Call tf.convert_to_tensor on each feature.
sample = {
"age": 60,
"sex": 1,
"cp": 1,
"trestbps": 145,
"chol": 233,
"fbs": 1,
"restecg": 2,
"thalach": 150,
"exang": 0,
"oldpeak": 2.3,
"slope": 3,
"ca": 0,
"thal": "fixed",
}
input_dict = {name: tf.convert_to_tensor([value]) for name, value in sample.items()}
predictions = reloaded_model.predict(input_dict)
print(
"This particular patient had a %.1f percent probability "
"of having a heart disease, as evaluated by our model." % (100 * predictions[0][0],)
)
Next steps#
To learn more about classifying structured data, try working with other datasets.

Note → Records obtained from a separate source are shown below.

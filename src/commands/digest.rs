use std::fs::File;
use std::io::BufWriter;

use crate::args::DigestArgs;
use crate::constants::CSV_EXTENSION;
use crate::digest::{par_digest, DigestRecord};
use crate::enzyme::{EnzymeCatalog, EnzymeSpec};
use crate::errors::*;
use crate::progress;
use crate::report;
use crate::sequence::{read_fasta, Sequence, Topology};
use crate::table;

fn select_enzymes(args: &DigestArgs, catalog: &EnzymeCatalog) -> Result<Vec<EnzymeSpec>> {
    let mut names = args.enzymes.clone();
    if let Some(filename) = &args.enzyme_list {
        eprintln!("Reading enzyme names from {:?}", filename);
        names.extend(table::read_names(filename)?);
    }

    if names.is_empty() {
        eprintln!("  no enzymes specified; using all {} enzymes in catalog.", catalog.len());

        Ok(catalog.enzymes().to_vec())
    } else {
        catalog
            .select(&names)
            .chain_err(|| "failed to select restriction enzymes")
    }
}

fn print_summary(sequences: &[Sequence], enzymes: &[EnzymeSpec], topology: Topology) {
    eprintln!("\nDigesting {} sequences with:\n", sequences.len());
    for enzyme in enzymes {
        eprintln!("  {}\t{}", enzyme.name(), enzyme.site());
    }

    match topology {
        Topology::Circular => eprintln!("\nCircular sequence option was selected.\n"),
        Topology::Linear => eprintln!("\nLinear sequence option was selected.\n"),
    }
}

fn write_reports(args: &DigestArgs, records: &[DigestRecord]) -> Result<()> {
    let mut out = report::open_file_or_stdout(&args.output)?;
    report::write_text(&mut out, records)?;

    if let Some(output) = &args.output {
        let filename = output.clone() + CSV_EXTENSION;
        eprintln!("  writing table of fragments to {:?}", filename);

        let file = File::create(&filename)
            .chain_err(|| format!("could not create output file {:?}", filename))?;
        report::write_csv(BufWriter::new(file), records)?;
    }

    Ok(())
}

pub fn main(args: &DigestArgs) -> Result<()> {
    ::rayon::ThreadPoolBuilder::new()
        .num_threads(args.threads)
        .build_global()
        .chain_err(|| "failed to build thread pool")?;

    let catalog = super::load_catalog(&args.catalog)?;
    let enzymes = select_enzymes(args, &catalog)?;

    eprintln!("Reading sequences from {:?}", args.fasta);
    let sequences = read_fasta(&args.fasta, args.topology)?;
    eprintln!("  read {} {} sequences.", sequences.len(), args.topology);

    if args.verbose {
        print_summary(&sequences, &enzymes, args.topology);
    }

    let progress = progress::default(sequences.len() * enzymes.len());
    let records = par_digest(&sequences, &enzymes, &progress);
    progress.finish();

    let digested = records.iter().filter(|record| record.is_digested()).count();
    eprintln!("  {} of {} digests cut at least once.", digested, records.len());

    write_reports(args, &records)
}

Below are some suggestions for datasets:
TensorFlow Datasets: MovieLens: A set of movie ratings from a movie recommendation service.
TensorFlow Datasets: Wine Quality: Two datasets related to red and white variants of the Portuguese “Vinho Verde” wine. You can also find the Red Wine Quality dataset on Kaggle.
Kaggle: arXiv Dataset: A corpus of 1.7 million scholarly articles from arXiv, covering physics, computer science, math, statistics, electrical engineering, quantitative biology, and economics.